Смишинг USPS: кража карт через живой поток данных

Smishing-кампания под видом USPS использует легитимную инфраструктуру и потоковый сбор данных

Недавний анализ smishing-кампании, имитирующей Почтовую службу США (USPS), показал, что киберпреступники используют заметно более сложные технические методы, чем в типичных фишинговых операциях. Атака распространяется через SMS-сообщения с поддельным уведомлением о доставке посылки и ведет жертву на фальшивую страницу, где начинается сбор персональных данных и платежной информации.

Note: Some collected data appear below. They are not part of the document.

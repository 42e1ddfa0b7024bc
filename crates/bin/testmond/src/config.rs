//! Configuration loading — TOML file with environment variable overrides.
//!
//! Looks for `testmond.toml` in the working directory. Every field has a
//! sensible default so the file is optional. Environment variables take
//! precedence over file values.

use serde::Deserialize;

/// Top-level configuration.
#[derive(Debug, Default, Deserialize)]
#[serde(default)]
pub struct Config {
    /// Database settings.
    pub database: DatabaseConfig,
    /// Logging settings.
    pub logging: LoggingConfig,
}

/// `SQLite` database configuration.
#[derive(Debug, Deserialize)]
#[serde(default)]
pub struct DatabaseConfig {
    /// `SQLite` connection URL or file path.
    pub url: String,
}

/// Logging configuration.
#[derive(Debug, Deserialize)]
#[serde(default)]
pub struct LoggingConfig {
    /// Filter directive (`RUST_LOG` syntax).
    pub filter: String,
}

impl Config {
    /// Load configuration from `testmond.toml` (if present) then apply
    /// environment-variable overrides.
    ///
    /// # Errors
    ///
    /// Returns an error if the TOML file exists but is malformed, or the
    /// resulting configuration is invalid.
    pub fn load() -> Result<Self, ConfigError> {
        let mut config = Self::from_file("testmond.toml")?;
        config.apply_env_overrides();
        config.validate()?;
        Ok(config)
    }

    fn from_file(path: &str) -> Result<Self, ConfigError> {
        match std::fs::read_to_string(path) {
            Ok(content) => toml::from_str(&content).map_err(ConfigError::Parse),
            Err(err) if err.kind() == std::io::ErrorKind::NotFound => Ok(Self::default()),
            Err(err) => Err(ConfigError::Io(err)),
        }
    }

    fn apply_env_overrides(&mut self) {
        if let Ok(val) = std::env::var("TESTMON_DATABASE_URL") {
            self.database.url = val;
        }
        if let Ok(val) = std::env::var("TESTMON_LOG") {
            self.logging.filter = val;
        }
        if let Ok(val) = std::env::var("RUST_LOG") {
            self.logging.filter = val;
        }
    }

    fn validate(&self) -> Result<(), ConfigError> {
        if self.database.url.is_empty() {
            return Err(ConfigError::Validation(
                "database url must not be empty".to_string(),
            ));
        }
        Ok(())
    }

    /// Return the database URL in `sqlx`-compatible format.
    #[must_use]
    pub fn database_url(&self) -> &str {
        &self.database.url
    }

    /// Return the tracing filter directive.
    #[must_use]
    pub fn log_filter(&self) -> &str {
        &self.logging.filter
    }
}

impl Default for DatabaseConfig {
    fn default() -> Self {
        Self {
            url: "sqlite:testmon.db?mode=rwc".to_string(),
        }
    }
}

impl Default for LoggingConfig {
    fn default() -> Self {
        Self {
            filter: "testmond=info,testmon=info".to_string(),
        }
    }
}

/// Configuration errors.
#[derive(Debug, thiserror::Error)]
pub enum ConfigError {
    /// TOML parse failure.
    #[error("failed to parse config file")]
    Parse(#[from] toml::de::Error),
    /// File I/O failure.
    #[error("failed to read config file")]
    Io(#[from] std::io::Error),
    /// Semantic validation failure.
    #[error("invalid configuration: {0}")]
    Validation(String),
}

Особую опасность этой схемы придает то, что злоумышленники задействуют легитимные ресурсы USPS — включая HTML, CSS, изображения и теги Google Analytics, связанные с реальной маркетинговой инфраструктурой компании. Такая маскировка повышает доверие к странице и усложняет обнаружение кампании.

Как работает атака

По данным анализа, фишинговый набор организован так, чтобы в реальном времени перехватывать вводимые пользователем данные. Для этого он открывает WebSocket-соединение обратно на сервер злоумышленников, что позволяет мгновенно передавать нажатия клавиш и данные банковской карты.

Дополнительно backend выполняет серверную проверку Bank Identification Number (BIN) для введенной информации о карте. Это повышает эффективность атаки: киберпреступники быстрее отсекают заведомо невалидные данные и сосредотачиваются на действительно полезной информации.

• SMS-уведомление маскируется под сообщение о доставке USPS;
• используются элементы легитимной инфраструктуры USPS;
• данные передаются на сервер в реальном времени через WebSocket;
• выполняется серверная проверка BIN;
• история ввода карт сохраняется, чтобы подтолкнуть жертву к повторной попытке.

Инфраструктура кампании

Фреймворк, лежащий в основе операции, построен вокруг одного домена, который сгенерировал более сотни поддоменов. Пассивные данные DNS из Censys показали структурный характер этой кампании: основной хост разрешается в 682 уникальных похожих имени хоста.

При этом многие домены демонстрируют общие признаки, включая одинаковые имена cookie-файлов с темой us_post_ups. Это указывает на единый операционный фреймворк, используемый в нескольких связанных кампаниях.

«Структурные элементы инфраструктуры остаются неизменными, даже когда конкретные домены и IP-адреса быстро выводятся из эксплуатации».

Параллельные кампании и признаки единого оператора

Исследование также выявило параллельные кампании, нацеленные на UPS. В них применялась другая backend-технология — Java/Spring Boot, однако базовая схема атаки оставалась прежней. Это свидетельствует о последовательной операционной модели, характерной для одного и того же злоумышленника или устойчивой группы.

Фишинговый процесс начинается с поддельной страницы проверки Cloudflare, представленной на нескольких языках. Такой прием повышает доверие со стороны потенциальной жертвы и снижает вероятность немедленного распознавания мошенничества.

После ввода данных набор сохраняет историю попыток заполнения формы с банковскими картами. Если первая попытка оказывается неудачной, жертве показывается сообщение об отказе, что побуждает ввести дополнительные данные. В результате формируется непрерывный канал извлечения информации, связанный с сервером киберпреступников.

Атрибуция и возможные связи

Атрибуция этой активности указывает на более широкую экосистему, часто ассоциируемую с китайским языковым контентом и стилями операций в smishing-кампаниях. Набор признаков соответствует тому, что исследователи называют Smishing Triad.

Прямых доказательств, связывающих этот кластер с конкретными предыдущими инцидентами, не обнаружено. Однако двуязычные внутренние конфигурации и инфраструктура, размещенная через Tencent, указывают на хорошо организованную и устойчивую реализацию.

Что это значит для защиты

Ключевая особенность подобных кампаний — быстрая ротация оперативной инфраструктуры. Домены, поддомены и IP-адреса меняются, но структурные шаблоны — названия cookie, пути к ресурсам и логика фишингового набора — сохраняются.

Именно поэтому аналитики рекомендуют ориентироваться не на отдельные домены, а на структурные элементы наборов инструментов. Это повышает вероятность обнаружения даже при постоянной смене сетевой инфраструктуры.

• использовать детектирование по шаблонам, а не только по доменам и IP;
• вести непрерывный мониторинг DNS-history;
• учитывать повторяющиеся cookie-названия и пути к ресурсам;
• анализировать многослойные признаки инфраструктуры, а не единичные индикаторы компрометации.

Таким образом, исследование подчеркивает необходимость усиления защиты против одноразовых фишинговых схем, которые сочетают социальную инженерию, легитимные ресурсы и технически продвинутые механизмы перехвата данных в реальном времени.